Why don't you go ahead and move now?
I just feel like we don't have enough equity in it
to buy the house that we want to buy.
I know that you advocate for the 15-year, and we're just not ready for that yet.
But I think we can be in three or four years.
Okay. All right.
Yeah, well, a portion of that three or four years, it sounds like you're getting out of debt,
building your emergency fund and other things,
and then you'll start paying extra on your home above your 15% going into retirement.
But it doesn't hurt anything to pay down the mortgage
because 100% of the time that you sell the house,
they hand you a check for that equity.
Sweet.
That sounds good.
Yeah, it's not like spent money or lost money or something.
I mean, if you use that same amount of money
and you go buy something like a vacation, that money's gone.
But when you pay down your house, that money's sitting there.
It's just sitting there in a different kind of bank jose is with us in california hi jose how
are you hi dave how are you better than i deserve what's up thank you for taking my car i appreciate
it i was just uh i was just calling to give you some advice i've taken a uh you know a hit on my net worth and
uh i'm still working my job is safe but i'm just trying to see what i can do to pump that up uh
get it back up i'm uh why did you take a what took a hit on your net worth and why did it take a hit?

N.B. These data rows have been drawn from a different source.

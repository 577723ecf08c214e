use crate::GIT_COMMIT_HASH;
use axum::{
    http::{HeaderMap, HeaderValue},
    response::{IntoResponse, Json},
};
use serde::{Deserialize, Serialize};
use tracing::{debug, error, instrument};
use utoipa::ToSchema;

#[derive(ToSchema, Serialize, Deserialize, Debug)]
pub struct Health {
    commit: String,
    name: String,
    version: String,
}

#[utoipa::path(
    get,
    path = "/health",
    responses(
        (status = 200, description = "Service is up", body = Health)
    ),
    tag = "health"
)]
#[instrument]
pub async fn health() -> impl IntoResponse {
    let health = Health {
        commit: GIT_COMMIT_HASH.to_string(),
        name: env!("CARGO_PKG_NAME").to_string(),
        version: env!("CARGO_PKG_VERSION").to_string(),
    };

    let short_hash = if health.commit.len() > 7 {
        &health.commit[0..7]
    } else {
        ""
    };

    let headers = format!("{}:{}:{}", health.name, health.version, short_hash)
        .parse::<HeaderValue>()
        .map(|x_app_header_value| {
            debug!("X-App header: {:?}", x_app_header_value);
            let mut headers = HeaderMap::new();
            headers.insert("X-App", x_app_header_value);
            headers
        })
        .unwrap_or_else(|err| {
            error!("Failed to parse X-App header: {}", err);
            HeaderMap::new()
        });

    (headers, Json(health))
}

Well, my mutual funds.
Yeah, so I'm at 13% right now on my 401k at work, but I just got a merit increase, so I'll be bumping that up to 15%.
And I also maxed out my Roth for my wife and I every year.

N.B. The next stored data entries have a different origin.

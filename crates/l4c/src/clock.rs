//! crates/l4c/src/clock.rs
//! Wall-clock sources consulted by the throttle gate and the rotation engine.
//!
//! Every timestamp the runtime renders or compares comes from a [`Clock`]
//! owned by the [`ContextTable`](crate::ContextTable). Production code uses
//! [`SystemClock`]; [`ManualClock`] lets callers drive throttling and
//! age-based rollover deterministically.

use std::fmt;
use std::sync::Mutex;
use std::time::{Duration, SystemTime, UNIX_EPOCH};

/// Source of wall-clock time.
pub trait Clock: Send + Sync + fmt::Debug {
    /// Returns the current wall-clock time.
    fn now(&self) -> SystemTime;
}

/// [`Clock`] backed by [`SystemTime::now`].
#[derive(Clone, Copy, Debug, Default)]
pub struct SystemClock;

impl Clock for SystemClock {
    fn now(&self) -> SystemTime {
        SystemTime::now()
    }
}

/// [`Clock`] that only moves when told to.
///
/// # Examples
///
/// ```
/// use std::time::{Duration, UNIX_EPOCH};
/// use l4c::{Clock, ManualClock};
///
/// let clock = ManualClock::at_unix(1_700_000_000);
/// clock.advance(Duration::from_secs(5));
/// assert_eq!(clock.now(), UNIX_EPOCH + Duration::from_secs(1_700_000_005));
/// ```
#[derive(Debug)]
pub struct ManualClock {
    now: Mutex<SystemTime>,
}

impl ManualClock {
    /// Creates a clock frozen at `start`.
    pub fn new(start: SystemTime) -> Self {
        Self {
            now: Mutex::new(start),
        }
    }

    /// Creates a clock frozen at `secs` seconds past the Unix epoch.
    pub fn at_unix(secs: u64) -> Self {
        Self::new(UNIX_EPOCH + Duration::from_secs(secs))
    }

    /// Moves the clock forward by `by`.
    pub fn advance(&self, by: Duration) {
        let mut now = self.now.lock().unwrap_or_else(|poisoned| poisoned.into_inner());
        *now += by;
    }

    /// Jumps the clock to `to`.
    pub fn set(&self, to: SystemTime) {
        let mut now = self.now.lock().unwrap_or_else(|poisoned| poisoned.into_inner());
        *now = to;
    }
}

impl Clock for ManualClock {
    fn now(&self) -> SystemTime {
        *self.now.lock().unwrap_or_else(|poisoned| poisoned.into_inner())
    }
}

/// Seconds since the Unix epoch, saturating at zero for pre-epoch times.
pub(crate) fn unix_seconds(at: SystemTime) -> f64 {
    at.duration_since(UNIX_EPOCH)
        .map_or(0.0, |elapsed| elapsed.as_secs_f64())
}

/// Whole seconds since the Unix epoch, used for shadow file suffixes.
pub(crate) fn unix_whole_seconds(at: SystemTime) -> u64 {
    at.duration_since(UNIX_EPOCH)
        .map_or(0, |elapsed| elapsed.as_secs())
}
//! crates/l4c/src/global.rs
//! Process-wide context table.
//!
//! Libraries that want a shared table without threading one through their
//! APIs call [`init`] once at startup and [`global`] afterwards. The table
//! lives for the rest of the process; [`shutdown`] flushes and closes its
//! contexts but leaves the (now empty) table usable.

use std::sync::{Arc, OnceLock};

use crate::clock::SystemClock;
use crate::config::TableConfig;
use crate::error::Result;
use crate::table::ContextTable;

static GLOBAL: OnceLock<ContextTable> = OnceLock::new();

/// Initializes the process-wide table with default sizing.
pub fn init() -> &'static ContextTable {
    init_with(TableConfig::default())
}

/// Initializes the process-wide table with `config`.
///
/// The first call wins; later calls return the existing table and ignore
/// their `config`.
pub fn init_with(config: TableConfig) -> &'static ContextTable {
    GLOBAL.get_or_init(|| ContextTable::with_config(config, Arc::new(SystemClock)))
}

/// The process-wide table, if [`init`] has run.
pub fn global() -> Option<&'static ContextTable> {
    GLOBAL.get()
}

/// Tears down every context of the process-wide table.
pub fn shutdown() -> Result<()> {
    GLOBAL.get().map_or(Ok(()), ContextTable::shutdown)
}

#[cfg(test)]
mod tests {
    use super::*;
    use crate::destination::Destination;

    #[test]
    fn init_is_idempotent_and_shutdown_empties() {
        let first = init();
        let second = init_with(TableConfig::default().with_max_contexts(1));
        assert!(std::ptr::eq(first, second));
        assert!(global().is_some());

        let handle = first.open(Destination::Stderr).unwrap();
        shutdown().unwrap();
        assert!(first.get(handle).is_none());
        assert_eq!(first.live_contexts(), 0);
    }
}
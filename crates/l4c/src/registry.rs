//! crates/l4c/src/registry.rs
//! Per-context message registry and the severity/throttle gate.
//!
//! Message ids are small dense integers assigned by the call site (usually a
//! generated catalog). The registry is a fixed-capacity array indexed by id;
//! a slot only becomes meaningful once [`MessageRegistry::register`] has
//! written it.

use std::time::{Duration, SystemTime};

use crate::error::{Error, Result};
use crate::severity::Severity;

/// Metadata of one registered message.
#[derive(Clone, Debug, Eq, PartialEq)]
pub struct MessageInfo {
    id: usize,
    registered: Severity,
    effective: Severity,
    name: String,
    throttle: Option<Duration>,
    last_emitted: Option<SystemTime>,
    suppressed: u32,
}

impl MessageInfo {
    fn new(id: usize, severity: Severity, name: &str) -> Self {
        Self {
            id,
            registered: severity,
            effective: severity,
            name: name.to_owned(),
            throttle: None,
            last_emitted: None,
            suppressed: 0,
        }
    }

    /// Message id (slot index).
    pub const fn id(&self) -> usize {
        self.id
    }

    /// Severity the message was registered with.
    pub const fn registered_severity(&self) -> Severity {
        self.registered
    }

    /// Current verbosity ceiling, initially the registered severity.
    pub const fn effective_severity(&self) -> Severity {
        self.effective
    }

    /// Display name used in record prefixes and prefix matching.
    pub fn name(&self) -> &str {
        &self.name
    }

    /// Minimum interval between emissions, if throttled.
    pub const fn throttle(&self) -> Option<Duration> {
        self.throttle
    }

    /// Attempts dropped by the throttle since the last emission.
    pub const fn suppressed(&self) -> u32 {
        self.suppressed
    }

    fn matches(&self, prefix: Option<&str>) -> bool {
        prefix.is_none_or(|prefix| self.name.starts_with(prefix))
    }
}

/// Outcome of passing a record through the gate.
#[derive(Clone, Copy, Debug, Eq, PartialEq)]
pub(crate) enum Admission {
    /// Severity above the configured ceiling or id not registered.
    Filtered,
    /// Inside the throttle window; the attempt was counted.
    Throttled,
    /// Emit, reporting this many previously suppressed attempts.
    Emit {
        /// Attempts dropped since the previous emission.
        suppressed: u32,
    },
}

/// Dense id-indexed table of [`MessageInfo`] slots.
#[derive(Debug)]
pub struct MessageRegistry {
    slots: Vec<Option<MessageInfo>>,
    capacity: usize,
}

impl MessageRegistry {
    /// Creates an empty registry accepting ids in `0..capacity`.
    pub fn new(capacity: usize) -> Self {
        Self {
            slots: Vec::new(),
            capacity,
        }
    }

    /// Number of ids the registry accepts.
    pub const fn capacity(&self) -> usize {
        self.capacity
    }

    /// Registers (or re-registers) message `id`.
    ///
    /// Re-registration overwrites the slot completely: the effective severity
    /// resets to `severity` and throttle state is cleared.
    pub fn register(&mut self, id: usize, severity: Severity, name: &str) -> Result<()> {
        if id >= self.capacity {
            return Err(Error::MessageIdOutOfRange {
                id,
                capacity: self.capacity,
            });
        }
        if self.slots.len() <= id {
            self.slots.resize(id + 1, None);
        }
        self.slots[id] = Some(MessageInfo::new(id, severity, name));
        Ok(())
    }

    /// Returns the message registered at `id`.
    pub fn get(&self, id: usize) -> Option<&MessageInfo> {
        self.slots.get(id).and_then(Option::as_ref)
    }

    /// Sets the effective severity of every message whose name starts with
    /// `prefix` (all messages when `None`), returning how many changed.
    pub fn set_level(&mut self, severity: Severity, prefix: Option<&str>) -> usize {
        self.apply(prefix, |info| info.effective = severity)
    }

    /// Sets the throttle threshold of every matching message. `None` or a zero
    /// duration disables throttling.
    pub fn set_throttle(&mut self, threshold: Option<Duration>, prefix: Option<&str>) -> usize {
        let threshold = threshold.filter(|threshold| !threshold.is_zero());
        self.apply(prefix, |info| info.throttle = threshold)
    }

    fn apply(&mut self, prefix: Option<&str>, mut update: impl FnMut(&mut MessageInfo)) -> usize {
        let mut affected = 0;
        for info in self.slots.iter_mut().flatten() {
            if info.matches(prefix) {
                update(info);
                affected += 1;
            }
        }
        affected
    }

    /// Severity gate: `true` when `id` is registered and its effective
    /// severity admits `requested`.
    pub fn allowed(&self, requested: Severity, id: usize) -> bool {
        self.get(id)
            .is_some_and(|info| info.effective.admits(requested))
    }

    /// Runs the full gate for one emission attempt at `now`.
    pub(crate) fn admit(&mut self, requested: Severity, id: usize, now: SystemTime) -> Admission {
        let Some(info) = self.slots.get_mut(id).and_then(Option::as_mut) else {
            return Admission::Filtered;
        };
        if !info.effective.admits(requested) {
            return Admission::Filtered;
        }

        let open = match (info.throttle, info.last_emitted) {
            (Some(threshold), Some(last)) => last
                .checked_add(threshold)
                .is_some_and(|next| next <= now),
            _ => true,
        };

        if open {
            let suppressed = info.suppressed;
            info.suppressed = 0;
            info.last_emitted = Some(now);
            Admission::Emit { suppressed }
        } else {
            info.suppressed = info.suppressed.saturating_add(1);
            Admission::Throttled
        }
    }

    /// Snapshot of every registered message in id order.
    pub fn messages(&self) -> Vec<MessageInfo> {
        self.slots.iter().flatten().cloned().collect()
    }

    /// Number of registered messages.
    pub fn len(&self) -> usize {
        self.slots.iter().flatten().count()
    }

    /// Whether no message has been registered.
    pub fn is_empty(&self) -> bool {
        self.len() == 0
    }
}

#[cfg(test)]
mod tests;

So what would you give me advice on doing extra?
So the only thing that took a hit was the stock market being down because of coronavirus?
Yeah, that gets me all fired up.
Okay.
Well, I mean, basically it's down 6,000 points out of 30, so it's lost about 20%.
How much was in your 401K?
Oh, my 401K at work is around $140,000.
It's down to like $110,000 right now, $150,000.
Probably not.
You need to look again today.
It wouldn't be down that far.
How much is, other than that, if you get in mutual funds, have you got other mutual funds other than your 401k?
Yes, like 401ks and, I mean, Roths and Traditionals, I have around $650,000.
Okay.
All right.
Well, and so if you had, you know, $900,000 total invested,
you're probably down about $200,000, give or take.
Yes, that's kind of what I was calculating.
Yeah.
And so what do we do about that?
Well, mine's down, too, by the way.
And I've got more than that invested in, so I'm down more than that.
You know what I'm doing?
Nothing.
I'm riding it out.
I'm on a roller coaster ride, and it's on the bottom of the hill,
and I'm going to let it climb back up.
And by this time next year or sooner i think it will have fully recovered personally
but even if it doesn't even if it takes it a few years so what i don't really need the money you
don't need the money right now you're not using that money right now are you no no no i'm just
trying to you're just in freak out mode because you're looking at your freaking statement every
day not every day maybe once a week okay well quit looking at it so
much it'll drive you nuts okay you don't look at it when the news is good you only look at it when
the news is bad that's true okay don't do that you drive yourself crazy man so here's the thing
in those mutual funds is 90 to 200 if it's a growth stock mutual funds,
90 to 200 of America's best and brightest growing companies.
So Coca-Cola, McDonald's, Exxon, Boeing, Apple, McDonald's, whatever, right?
That's who you would find in there.
Now, most of those are down because of a 30-day hole in the economy,
a 45-day suppression of the economy. And so they haven't been making as much money, so their stock price is down.
Agreed?
Yes.
Fundamentally, those companies are sound.
Fundamentally, they're profitable.
Fundamentally, they hold assets.
None of that has changed.
There's just this 30-day, 45-day hole in their revenue.
But fundamentally, they're still solid.
So I'm thinking that a year from now, companies like I just named
will all be back to as profitable or more than they are today
or than they were yesterday before the Dow,
when the Dow was close to 30 and today it's running 24.
So, a thousand.
So that's why I'm comfortable with this.
It's easy for me to ride the wave up and ride the wave down.
Because I've been there, done that, seen all this stuff before.